Tuesday 17 January 2012

Diabetes led the way

Interesting day today, discussing and considering how primary care services could and probably will care for people we consider labelled as having "serious mental illness"(SMI). In other words the psychoses such as Schizophrenia and Bi-Polar disorder. Why Diabetes in the header to this entry? Well not so long ago people with diabetes would attend diabetic clinics in hospitals, spend times in waiting areas and have their blood sugars measured and their insulin levels titrated. Something that a GP or Practice nurse was not considered competent to do. Then a change occurred and the staff in Primary care were trained up (or developed competencies if you prefer) and the ongoing care of people with diabetes was transferred to primary care. No more trips to hospitals, and only probably going there at all if matters became outwith the scope of primary care.
Now could the same occur for people with  SMI? Could their routine care be in the primary care setting, could this be achieved with the presence of existing secondary mental health staff located in primary care for support of their colleagues?

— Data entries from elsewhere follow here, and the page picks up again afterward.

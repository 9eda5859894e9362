use chrono::NaiveDate;

use crate::calendar::days_between;
use crate::model::Zoom;
use crate::window::Window;

pub const MIN_SCALE: f64 = 0.25;
pub const MAX_SCALE: f64 = 8.0;

const WHEEL_SENSITIVITY: f64 = 0.0015;

#[must_use]
pub fn base_pixels_per_day(
  zoom: Zoom
) -> f64 {
  match zoom {
    | Zoom::Day => 40.0,
    | Zoom::Week => 14.0,
    | Zoom::Month => 5.0,
    | Zoom::Quarter => 2.5
  }
}

#[must_use]
pub fn pixels_per_day(
  zoom: Zoom,
  scale: f64
) -> f64 {
  base_pixels_per_day(zoom) * scale
}

/// Horizontal offset of `date` from
/// the window's left edge.
#[must_use]
pub fn x_offset(
  date: NaiveDate,
  window_start: NaiveDate,
  zoom: Zoom,
  scale: f64
) -> f64 {
  days_between(date, window_start)
    as f64
    * pixels_per_day(zoom, scale)
}

/// Full timeline width; the last day
/// gets its own column.
#[must_use]
pub fn timeline_width(
  window: &Window,
  zoom: Zoom,
  scale: f64
) -> f64 {
  (window.span_days() + 1) as f64
    * pixels_per_day(zoom, scale)
}

#[must_use]
pub fn clamp_scale(scale: f64) -> f64 {
  if !scale.is_finite() || scale <= 0.0
  {
    return 1.0;
  }
  scale.clamp(MIN_SCALE, MAX_SCALE)
}

/// Scale after a horizontal-zoom
/// wheel gesture. Positive deltas
/// zoom out.
#[must_use]
pub fn apply_wheel(
  scale: f64,
  delta_y: f64
) -> f64 {
  let factor =
    (-delta_y * WHEEL_SENSITIVITY).exp();
  clamp_scale(clamp_scale(scale) * factor)
}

Consider the gains. no more attending out patient clinics in possibly stigmatising settings, no more six monthly appointments where you see a different person each time, and possibly the chance to address the issue of poor physical health which still blights the lives of these clients.
Could it happen?

Monday 16 January 2012

Here we go!

Hello and welcome to my blog! This will be my musings or indeed "mental notes", as I go about my business as Mental Health Adviser for the Royal College of Nursing. It's not intended to be a replacement for stuff in the professional press, but rather a useful and more immediate adjunct. I hope here to place ideas, impressions and thoughts that occur to me. As the tiltle suggests its going to very much be about whats going on in the world of mental health , and I hope it will be interesting for you to read.